Dr. Susan Moffatt-Bruce, who was the principal investigator on the P30 grant and executive director of OSUWMC University Hospital during the project, added, “This project was pivotal to truly leverage the learning healthcare system and improve patient safety for the entire Wexner Medical Center. This is where human factors experts like Dr. Rayo and Dr. Patterson can improve clinical outcomes and improve healthcare resilience.”

Rayo said his team’s findings also are relevant for other industries that employ a series of alarm sounds.

He believes too many assumptions are made when medical or safety alarms are designed, instead of making design decisions based on data and testing. “One assumption is if something alarms more, it must be alarming better,” he offered. “Another assumption often made by designers is that the alarm sound will be understood by others exactly as they intended and imagined it to be understood.”
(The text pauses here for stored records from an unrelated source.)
//! Read-only access to the world, expressed in `bee-meadow-core` types.

use bee_meadow_core::{
    BeeSnapshot, BurstSnapshot, ChallengeView, CloudSnapshot, FlowerSnapshot,
    HabitatBlockSnapshot, MetricsSnapshot, Phase, PlantedFlowerSnapshot, PollenSnapshot,
    TimeSpeed, WorldSnapshot,
};

use crate::World;

/// Captures a complete immutable snapshot of the current world state.
#[must_use]
pub fn snapshot(world: &World) -> WorldSnapshot {
    WorldSnapshot {
        metrics: metrics(world),
        phase: phase(world),
        phase_elapsed: world.phase_elapsed,
        phase_completed: world.phase_completed,
        balance_restored: world.balance_restored,
        bees: world
            .bees
            .iter()
            .map(|bee| BeeSnapshot {
                id: bee.id,
                position: bee.position,
                velocity: bee.velocity,
                size: bee.size,
                target: bee.target,
                activity: bee.activity,
            })
            .collect(),
        flowers: world
            .flowers
            .iter()
            .map(|flower| FlowerSnapshot {
                id: flower.id,
                position: flower.position,
                size: flower.size,
            })
            .collect(),
        pollen: world
            .pollen
            .iter()
            .map(|pollen| PollenSnapshot {
                id: pollen.id,
                position: pollen.position,
                velocity: pollen.velocity,
                opacity: pollen.opacity,
                size: pollen.size,
            })
            .collect(),
        bursts: world
            .bursts
            .iter()
            .map(|burst| BurstSnapshot {
                id: burst.id,
                position: burst.position,
                life: burst.life,
                size: burst.size,
                opacity: burst.opacity,
            })
            .collect(),
        clouds: world
            .clouds
            .iter()
            .map(|cloud| CloudSnapshot {
                id: cloud.id,
                position: cloud.position,
                width: cloud.width,
                height: cloud.height,
            })
            .collect(),
        planted_flowers: world
            .planted_flowers
            .iter()
            .map(|planted| PlantedFlowerSnapshot {
                id: planted.id,
                position: planted.position,
                size: planted.size,
            })
            .collect(),
        habitat_blocks: world
            .habitat_blocks
            .iter()
            .map(|block| HabitatBlockSnapshot {
                id: block.id,
                position: block.position,
                placed: block.placed,
            })
            .collect(),
        placed_habitat_count: world.placed_habitat_count,
        challenges: challenge_view(world),
        paused: world.paused,
        speed: world.speed,
        hint_visible: world.hint_visible,
    }
}

/// Current values of the four ecosystem metrics.
#[must_use]
pub fn metrics(world: &World) -> MetricsSnapshot {
    world.metrics.snapshot()
}

/// Phase the simulation currently runs under.
#[must_use]
pub fn phase(world: &World) -> Phase {
    world.phase
}

/// Simulated seconds elapsed since the current phase was entered.
#[must_use]
pub fn phase_elapsed(world: &World) -> f64 {
    world.phase_elapsed
}

/// Latched completion flag for the active phase.
#[must_use]
pub fn phase_completed(world: &World) -> bool {
    world.phase_completed
}

/// Latched Recovery flag set once the bee population recovers.
#[must_use]
pub fn balance_restored(world: &World) -> bool {
    world.balance_restored
}

/// Number of habitat blocks the user has placed.
#[must_use]
pub fn placed_habitat_count(world: &World) -> usize {
    world.placed_habitat_count
}

/// Progress through the Recovery challenge sequence.
#[must_use]
pub fn challenge_view(world: &World) -> ChallengeView {
    world.challenges.view()
}

/// Indicates whether ticks are currently suspended.
#[must_use]
pub fn is_paused(world: &World) -> bool {
    world.paused
}

/// Speed multiplier the scheduler should honor.
#[must_use]
pub fn time_speed(world: &World) -> TimeSpeed {
    world.speed
}

/// Display-only hint flag toggled by the user.
#[must_use]
pub fn hint_visible(world: &World) -> bool {
    world.hint_visible
}
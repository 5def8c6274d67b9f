#![deny(
    unsafe_code,
    missing_docs,
    dead_code,
    unused_results,
    non_snake_case,
    unreachable_pub
)]

//! Pure diagnosis system that grades Recovery challenge progress.
//!
//! The grading is a function of the committed challenge record alone; the
//! system keeps the last published verdict so adapters can re-render it
//! without recomputing, and emits a fresh verdict only when the underlying
//! record changed.

use bee_meadow_core::{ChallengeOutcome, ChallengeView, Event};

/// Number of favorable answers that earns the top verdict.
const FLOURISHING_AT: usize = 4;
/// Number of favorable answers that earns the stabilizing verdict.
const STABILIZING_AT: usize = 3;
/// Number of favorable answers that earns the fragile verdict.
const FRAGILE_AT: usize = 2;

/// Ecosystem verdict derived from the favorable-answer tally.
#[derive(Clone, Copy, Debug, PartialEq, Eq, PartialOrd, Ord)]
pub enum EnvironmentStatus {
    /// Zero or one favorable answers: the ecosystem stays in danger.
    Critical,
    /// Two favorable answers: recovery has begun but remains reversible.
    Fragile,
    /// Three favorable answers: the recovery trend is established.
    Stabilizing,
    /// All four favorable answers: the ecosystem thrives.
    Flourishing,
}

/// Grades a challenge record into an environment status.
#[must_use]
pub fn grade(challenges: &ChallengeView) -> EnvironmentStatus {
    match challenges.favorable {
        count if count >= FLOURISHING_AT => EnvironmentStatus::Flourishing,
        count if count >= STABILIZING_AT => EnvironmentStatus::Stabilizing,
        count if count >= FRAGILE_AT => EnvironmentStatus::Fragile,
        _ => EnvironmentStatus::Critical,
    }
}

/// Grades a record as if the pending outcome were already committed.
///
/// Adapters use this to preview the verdict while the user is still weighing
/// a choice; the record itself is never mutated.
#[must_use]
pub fn grade_with_pending(
    challenges: &ChallengeView,
    pending: Option<ChallengeOutcome>,
) -> EnvironmentStatus {
    let speculative = ChallengeView {
        current_index: challenges.current_index,
        committed: challenges.committed + usize::from(pending.is_some()),
        favorable: challenges.favorable
            + usize::from(pending.is_some_and(ChallengeOutcome::is_favorable)),
    };
    grade(&speculative)
}

/// Pure system that tracks the challenge record and publishes verdicts.
#[derive(Debug, Default)]
pub struct Diagnosis {
    last_record: Option<ChallengeView>,
    last_status: Option<EnvironmentStatus>,
}

impl Diagnosis {
    /// Creates a new diagnosis system with no published verdict.
    #[must_use]
    pub fn new() -> Self {
        Self::default()
    }

    /// Returns the last verdict published by the system, if any.
    #[must_use]
    pub fn last_status(&self) -> Option<EnvironmentStatus> {
        self.last_status
    }

    /// Consumes world events and the current challenge record, publishing a
    /// verdict whenever a challenge advanced and the record changed.
    pub fn handle(
        &mut self,
        events: &[Event],
        challenges: ChallengeView,
        out: &mut Vec<EnvironmentStatus>,
    ) {
        let advanced = events
            .iter()
            .any(|event| matches!(event, Event::ChallengeAdvanced { .. }));
        if !advanced {
            return;
        }

        if self.last_record == Some(challenges) {
            return;
        }

        let status = grade(&challenges);
        self.last_record = Some(challenges);
        self.last_status = Some(status);
        out.push(status);
    }
}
Rayo’s collaborators include: Dr. Iahn Gonsenhauser, Jackie Lamendola, Traci Mignery, Dr. Susan Moffatt-Bruce, Todd Yamokoski and Lynette Roush of Ohio State Wexner Medical Center; School of Health and Rehabilitation Sciences Associate Professor Emily Patterson; Cognitive Systems Engineering Laboratory Research Associate Morgan Fitzgerald; and Lextant User Experience Design Director Steve Simula.